*Exercise requirements:* Should a line in the entries below contain "info", return that line.

Collected data entries:
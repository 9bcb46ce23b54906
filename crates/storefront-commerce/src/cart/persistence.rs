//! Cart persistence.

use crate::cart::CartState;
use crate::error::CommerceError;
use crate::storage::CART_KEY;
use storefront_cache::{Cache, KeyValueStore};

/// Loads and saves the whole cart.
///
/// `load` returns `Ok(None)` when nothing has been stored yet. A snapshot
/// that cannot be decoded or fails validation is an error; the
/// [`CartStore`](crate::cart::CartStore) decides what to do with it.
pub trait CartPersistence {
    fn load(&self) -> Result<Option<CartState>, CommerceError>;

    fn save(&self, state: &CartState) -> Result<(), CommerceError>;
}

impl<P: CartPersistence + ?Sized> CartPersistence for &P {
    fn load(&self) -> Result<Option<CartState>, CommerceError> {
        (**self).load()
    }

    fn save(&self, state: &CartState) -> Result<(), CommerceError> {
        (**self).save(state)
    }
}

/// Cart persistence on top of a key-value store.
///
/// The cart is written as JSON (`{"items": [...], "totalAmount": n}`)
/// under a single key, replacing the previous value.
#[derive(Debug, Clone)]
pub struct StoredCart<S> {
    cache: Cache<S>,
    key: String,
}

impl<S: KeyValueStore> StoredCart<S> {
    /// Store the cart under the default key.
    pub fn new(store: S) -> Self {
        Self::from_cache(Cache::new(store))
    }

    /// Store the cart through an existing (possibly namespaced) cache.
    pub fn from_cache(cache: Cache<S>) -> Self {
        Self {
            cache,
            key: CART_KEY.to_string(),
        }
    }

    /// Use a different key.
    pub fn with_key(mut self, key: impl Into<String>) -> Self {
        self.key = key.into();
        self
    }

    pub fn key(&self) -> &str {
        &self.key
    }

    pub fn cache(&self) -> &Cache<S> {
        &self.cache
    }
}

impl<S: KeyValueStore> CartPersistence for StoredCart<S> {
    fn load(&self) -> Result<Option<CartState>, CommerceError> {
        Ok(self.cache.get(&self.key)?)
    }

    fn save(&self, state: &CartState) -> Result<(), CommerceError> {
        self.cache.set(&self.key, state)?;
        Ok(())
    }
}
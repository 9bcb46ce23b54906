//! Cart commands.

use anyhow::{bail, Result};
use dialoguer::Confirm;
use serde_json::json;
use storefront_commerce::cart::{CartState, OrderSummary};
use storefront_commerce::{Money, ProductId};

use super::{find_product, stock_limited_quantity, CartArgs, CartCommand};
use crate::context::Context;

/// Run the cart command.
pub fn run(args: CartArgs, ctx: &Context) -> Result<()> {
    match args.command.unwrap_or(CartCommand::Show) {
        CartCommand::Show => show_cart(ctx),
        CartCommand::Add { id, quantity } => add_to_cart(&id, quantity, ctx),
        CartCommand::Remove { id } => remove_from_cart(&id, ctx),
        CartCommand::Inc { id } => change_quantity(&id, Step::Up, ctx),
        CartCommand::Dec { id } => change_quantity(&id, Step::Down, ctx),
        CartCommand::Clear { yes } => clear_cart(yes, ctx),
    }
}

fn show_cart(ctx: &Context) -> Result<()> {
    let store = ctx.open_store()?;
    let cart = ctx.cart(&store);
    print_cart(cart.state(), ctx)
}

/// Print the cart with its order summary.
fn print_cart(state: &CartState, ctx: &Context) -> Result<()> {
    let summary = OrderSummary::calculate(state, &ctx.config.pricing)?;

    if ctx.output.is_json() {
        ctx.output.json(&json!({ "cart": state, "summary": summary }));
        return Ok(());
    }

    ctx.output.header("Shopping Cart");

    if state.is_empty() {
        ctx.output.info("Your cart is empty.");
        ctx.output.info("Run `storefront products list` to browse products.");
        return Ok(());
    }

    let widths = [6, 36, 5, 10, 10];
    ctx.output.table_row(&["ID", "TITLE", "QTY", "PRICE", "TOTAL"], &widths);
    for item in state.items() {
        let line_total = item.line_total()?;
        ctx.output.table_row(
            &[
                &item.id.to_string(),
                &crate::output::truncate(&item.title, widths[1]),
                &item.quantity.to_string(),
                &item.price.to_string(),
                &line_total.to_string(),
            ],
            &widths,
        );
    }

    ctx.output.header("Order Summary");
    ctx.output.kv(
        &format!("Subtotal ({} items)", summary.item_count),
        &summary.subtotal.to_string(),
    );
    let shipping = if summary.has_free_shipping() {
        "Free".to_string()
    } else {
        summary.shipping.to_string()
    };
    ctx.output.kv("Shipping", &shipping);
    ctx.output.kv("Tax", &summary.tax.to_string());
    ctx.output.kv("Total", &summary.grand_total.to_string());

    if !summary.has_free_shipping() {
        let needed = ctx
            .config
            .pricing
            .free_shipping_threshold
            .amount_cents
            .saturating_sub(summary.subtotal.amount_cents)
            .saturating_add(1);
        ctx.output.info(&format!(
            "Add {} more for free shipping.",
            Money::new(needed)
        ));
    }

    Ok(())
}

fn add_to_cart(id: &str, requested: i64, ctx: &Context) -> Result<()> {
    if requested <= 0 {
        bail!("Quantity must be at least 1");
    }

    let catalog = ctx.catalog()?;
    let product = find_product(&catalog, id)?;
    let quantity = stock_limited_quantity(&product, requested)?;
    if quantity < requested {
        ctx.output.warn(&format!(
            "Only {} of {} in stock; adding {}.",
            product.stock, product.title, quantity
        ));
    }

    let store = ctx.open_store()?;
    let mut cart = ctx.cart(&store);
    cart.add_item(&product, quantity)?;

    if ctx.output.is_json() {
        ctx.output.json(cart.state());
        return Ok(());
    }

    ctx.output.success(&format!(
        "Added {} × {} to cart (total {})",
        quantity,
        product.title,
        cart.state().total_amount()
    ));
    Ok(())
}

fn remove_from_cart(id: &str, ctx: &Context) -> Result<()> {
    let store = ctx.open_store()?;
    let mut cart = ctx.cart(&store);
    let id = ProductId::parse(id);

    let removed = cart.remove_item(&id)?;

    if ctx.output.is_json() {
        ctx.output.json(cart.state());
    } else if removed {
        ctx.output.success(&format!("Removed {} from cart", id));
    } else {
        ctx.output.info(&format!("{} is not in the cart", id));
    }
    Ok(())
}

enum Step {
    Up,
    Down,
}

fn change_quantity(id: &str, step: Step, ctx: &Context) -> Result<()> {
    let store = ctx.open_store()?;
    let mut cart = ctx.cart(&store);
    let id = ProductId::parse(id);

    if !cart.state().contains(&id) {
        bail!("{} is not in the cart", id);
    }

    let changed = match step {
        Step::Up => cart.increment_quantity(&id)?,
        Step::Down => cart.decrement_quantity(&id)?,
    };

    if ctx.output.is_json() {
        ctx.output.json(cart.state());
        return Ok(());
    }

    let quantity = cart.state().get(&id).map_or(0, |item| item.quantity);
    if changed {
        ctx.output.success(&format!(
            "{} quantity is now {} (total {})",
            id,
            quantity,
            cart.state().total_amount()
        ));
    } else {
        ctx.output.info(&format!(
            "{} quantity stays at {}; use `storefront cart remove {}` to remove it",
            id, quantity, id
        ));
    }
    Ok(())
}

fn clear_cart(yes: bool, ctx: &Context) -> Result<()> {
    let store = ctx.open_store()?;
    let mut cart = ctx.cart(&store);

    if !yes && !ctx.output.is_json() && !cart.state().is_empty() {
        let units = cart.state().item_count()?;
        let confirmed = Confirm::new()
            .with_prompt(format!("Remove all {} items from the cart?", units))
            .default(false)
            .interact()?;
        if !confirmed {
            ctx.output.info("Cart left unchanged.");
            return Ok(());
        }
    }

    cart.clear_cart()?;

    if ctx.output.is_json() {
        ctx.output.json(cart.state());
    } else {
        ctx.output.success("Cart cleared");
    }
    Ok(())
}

*Exercise result:*
        ctx.output.info("Your cart is empty.");
        ctx.output.info("Run `storefront products list` to browse products.");
        ctx.output.info(&format!(
        ctx.output.info(&format!("{} is not in the cart", id));
        ctx.output.info(&format!(
            ctx.output.info("Cart left unchanged.");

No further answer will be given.